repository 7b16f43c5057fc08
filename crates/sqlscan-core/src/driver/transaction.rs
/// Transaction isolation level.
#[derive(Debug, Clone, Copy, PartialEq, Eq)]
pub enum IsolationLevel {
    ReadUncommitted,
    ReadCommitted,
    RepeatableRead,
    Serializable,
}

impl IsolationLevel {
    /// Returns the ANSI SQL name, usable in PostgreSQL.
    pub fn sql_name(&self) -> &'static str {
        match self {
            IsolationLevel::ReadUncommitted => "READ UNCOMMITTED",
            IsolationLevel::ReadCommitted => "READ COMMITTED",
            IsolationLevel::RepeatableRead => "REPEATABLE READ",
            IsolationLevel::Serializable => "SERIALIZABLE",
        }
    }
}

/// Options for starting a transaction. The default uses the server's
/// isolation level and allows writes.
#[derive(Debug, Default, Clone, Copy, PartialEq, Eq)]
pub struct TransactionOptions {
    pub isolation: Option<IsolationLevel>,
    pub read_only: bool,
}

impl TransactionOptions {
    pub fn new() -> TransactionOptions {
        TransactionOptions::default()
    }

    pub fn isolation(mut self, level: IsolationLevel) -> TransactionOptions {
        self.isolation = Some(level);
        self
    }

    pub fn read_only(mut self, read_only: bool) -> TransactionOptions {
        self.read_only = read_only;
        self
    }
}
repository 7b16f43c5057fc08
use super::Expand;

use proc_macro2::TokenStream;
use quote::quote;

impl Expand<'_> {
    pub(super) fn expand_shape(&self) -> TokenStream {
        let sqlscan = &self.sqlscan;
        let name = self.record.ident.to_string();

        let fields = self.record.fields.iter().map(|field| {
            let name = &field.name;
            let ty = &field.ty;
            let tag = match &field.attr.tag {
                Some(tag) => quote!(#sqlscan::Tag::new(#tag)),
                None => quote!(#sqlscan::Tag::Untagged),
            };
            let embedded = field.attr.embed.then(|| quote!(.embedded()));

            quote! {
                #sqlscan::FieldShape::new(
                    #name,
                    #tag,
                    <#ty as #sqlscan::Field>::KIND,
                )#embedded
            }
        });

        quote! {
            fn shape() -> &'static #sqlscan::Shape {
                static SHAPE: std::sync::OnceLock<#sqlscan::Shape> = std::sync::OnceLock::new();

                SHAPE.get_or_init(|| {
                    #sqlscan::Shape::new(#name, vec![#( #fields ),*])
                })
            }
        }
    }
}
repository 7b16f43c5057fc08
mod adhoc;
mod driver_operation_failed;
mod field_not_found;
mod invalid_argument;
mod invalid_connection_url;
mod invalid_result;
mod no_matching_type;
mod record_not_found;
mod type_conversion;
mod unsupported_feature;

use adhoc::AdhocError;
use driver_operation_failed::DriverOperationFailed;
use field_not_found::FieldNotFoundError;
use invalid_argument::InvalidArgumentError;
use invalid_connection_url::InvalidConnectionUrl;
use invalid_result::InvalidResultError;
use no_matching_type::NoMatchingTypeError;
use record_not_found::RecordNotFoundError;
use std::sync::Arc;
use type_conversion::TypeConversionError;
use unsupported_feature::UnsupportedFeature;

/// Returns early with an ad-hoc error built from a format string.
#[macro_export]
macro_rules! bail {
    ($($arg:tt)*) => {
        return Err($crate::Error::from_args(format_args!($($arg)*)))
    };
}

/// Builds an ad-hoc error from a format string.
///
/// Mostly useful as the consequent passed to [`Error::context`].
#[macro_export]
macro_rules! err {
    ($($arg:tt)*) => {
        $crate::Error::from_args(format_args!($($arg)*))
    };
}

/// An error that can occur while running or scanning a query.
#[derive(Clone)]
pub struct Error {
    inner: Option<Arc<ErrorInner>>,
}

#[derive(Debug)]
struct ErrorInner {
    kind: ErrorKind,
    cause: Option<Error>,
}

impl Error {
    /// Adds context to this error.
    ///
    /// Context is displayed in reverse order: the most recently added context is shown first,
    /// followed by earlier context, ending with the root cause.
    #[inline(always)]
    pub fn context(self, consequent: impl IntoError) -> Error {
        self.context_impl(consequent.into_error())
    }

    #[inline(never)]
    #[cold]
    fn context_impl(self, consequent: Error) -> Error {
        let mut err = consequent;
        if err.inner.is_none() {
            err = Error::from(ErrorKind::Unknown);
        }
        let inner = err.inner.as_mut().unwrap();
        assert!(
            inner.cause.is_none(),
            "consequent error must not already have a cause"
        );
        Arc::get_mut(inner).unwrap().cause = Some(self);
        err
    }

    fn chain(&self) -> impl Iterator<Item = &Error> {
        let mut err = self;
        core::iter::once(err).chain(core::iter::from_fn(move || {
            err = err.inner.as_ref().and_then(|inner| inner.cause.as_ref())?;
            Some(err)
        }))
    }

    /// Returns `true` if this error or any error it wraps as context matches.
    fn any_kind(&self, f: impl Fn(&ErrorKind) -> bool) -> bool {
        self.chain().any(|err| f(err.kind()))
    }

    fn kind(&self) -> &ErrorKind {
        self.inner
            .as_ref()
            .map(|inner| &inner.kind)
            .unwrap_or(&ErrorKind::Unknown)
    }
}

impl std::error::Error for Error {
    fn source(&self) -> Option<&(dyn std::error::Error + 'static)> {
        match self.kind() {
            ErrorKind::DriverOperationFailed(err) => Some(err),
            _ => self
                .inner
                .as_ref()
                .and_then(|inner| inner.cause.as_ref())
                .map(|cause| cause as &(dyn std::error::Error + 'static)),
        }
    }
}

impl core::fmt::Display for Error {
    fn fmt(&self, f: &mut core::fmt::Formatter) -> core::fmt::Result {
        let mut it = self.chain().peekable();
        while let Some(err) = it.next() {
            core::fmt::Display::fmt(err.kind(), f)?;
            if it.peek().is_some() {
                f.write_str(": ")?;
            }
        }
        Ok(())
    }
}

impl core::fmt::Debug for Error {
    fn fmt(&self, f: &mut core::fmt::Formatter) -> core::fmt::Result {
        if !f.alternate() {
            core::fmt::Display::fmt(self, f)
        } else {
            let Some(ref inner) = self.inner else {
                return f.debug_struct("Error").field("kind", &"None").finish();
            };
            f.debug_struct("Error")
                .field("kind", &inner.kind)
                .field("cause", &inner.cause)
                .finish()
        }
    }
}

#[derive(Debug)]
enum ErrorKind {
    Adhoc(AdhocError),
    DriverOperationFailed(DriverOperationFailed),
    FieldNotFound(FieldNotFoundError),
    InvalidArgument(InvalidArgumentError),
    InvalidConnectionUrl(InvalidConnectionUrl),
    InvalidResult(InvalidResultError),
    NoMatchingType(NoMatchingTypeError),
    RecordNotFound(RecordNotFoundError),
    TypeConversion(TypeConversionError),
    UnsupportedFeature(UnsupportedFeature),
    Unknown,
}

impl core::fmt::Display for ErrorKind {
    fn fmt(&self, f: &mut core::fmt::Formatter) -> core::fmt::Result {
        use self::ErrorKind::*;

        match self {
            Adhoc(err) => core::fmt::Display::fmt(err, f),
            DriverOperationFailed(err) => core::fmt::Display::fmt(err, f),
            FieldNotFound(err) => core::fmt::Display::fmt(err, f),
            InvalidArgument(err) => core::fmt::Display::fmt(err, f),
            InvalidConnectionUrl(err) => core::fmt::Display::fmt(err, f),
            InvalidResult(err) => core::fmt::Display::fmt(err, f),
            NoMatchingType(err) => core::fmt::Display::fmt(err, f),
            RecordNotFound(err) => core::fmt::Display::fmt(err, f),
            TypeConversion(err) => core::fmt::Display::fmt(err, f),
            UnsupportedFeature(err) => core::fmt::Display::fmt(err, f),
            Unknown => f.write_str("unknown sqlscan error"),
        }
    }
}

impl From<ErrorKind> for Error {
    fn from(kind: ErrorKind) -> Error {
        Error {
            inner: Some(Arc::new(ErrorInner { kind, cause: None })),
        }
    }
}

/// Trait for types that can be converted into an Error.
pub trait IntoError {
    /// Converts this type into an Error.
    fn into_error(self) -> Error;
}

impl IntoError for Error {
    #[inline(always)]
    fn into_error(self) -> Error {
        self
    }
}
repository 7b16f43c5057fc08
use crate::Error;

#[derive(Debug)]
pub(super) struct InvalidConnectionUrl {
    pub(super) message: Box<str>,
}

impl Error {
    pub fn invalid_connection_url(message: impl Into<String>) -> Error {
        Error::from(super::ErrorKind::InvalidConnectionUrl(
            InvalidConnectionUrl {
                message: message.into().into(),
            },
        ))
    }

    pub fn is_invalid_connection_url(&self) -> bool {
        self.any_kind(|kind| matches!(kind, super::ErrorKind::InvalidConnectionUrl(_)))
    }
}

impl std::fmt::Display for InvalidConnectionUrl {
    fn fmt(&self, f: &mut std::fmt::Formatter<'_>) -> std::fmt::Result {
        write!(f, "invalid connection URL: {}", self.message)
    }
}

§

◆ EXERCISE AIM ◆
Show every line above in which the word "embedded" is found.

◆ WRITTEN SOLUTION ◆
            let embedded = field.attr.embed.then(|| quote!(.embedded()));
                )#embedded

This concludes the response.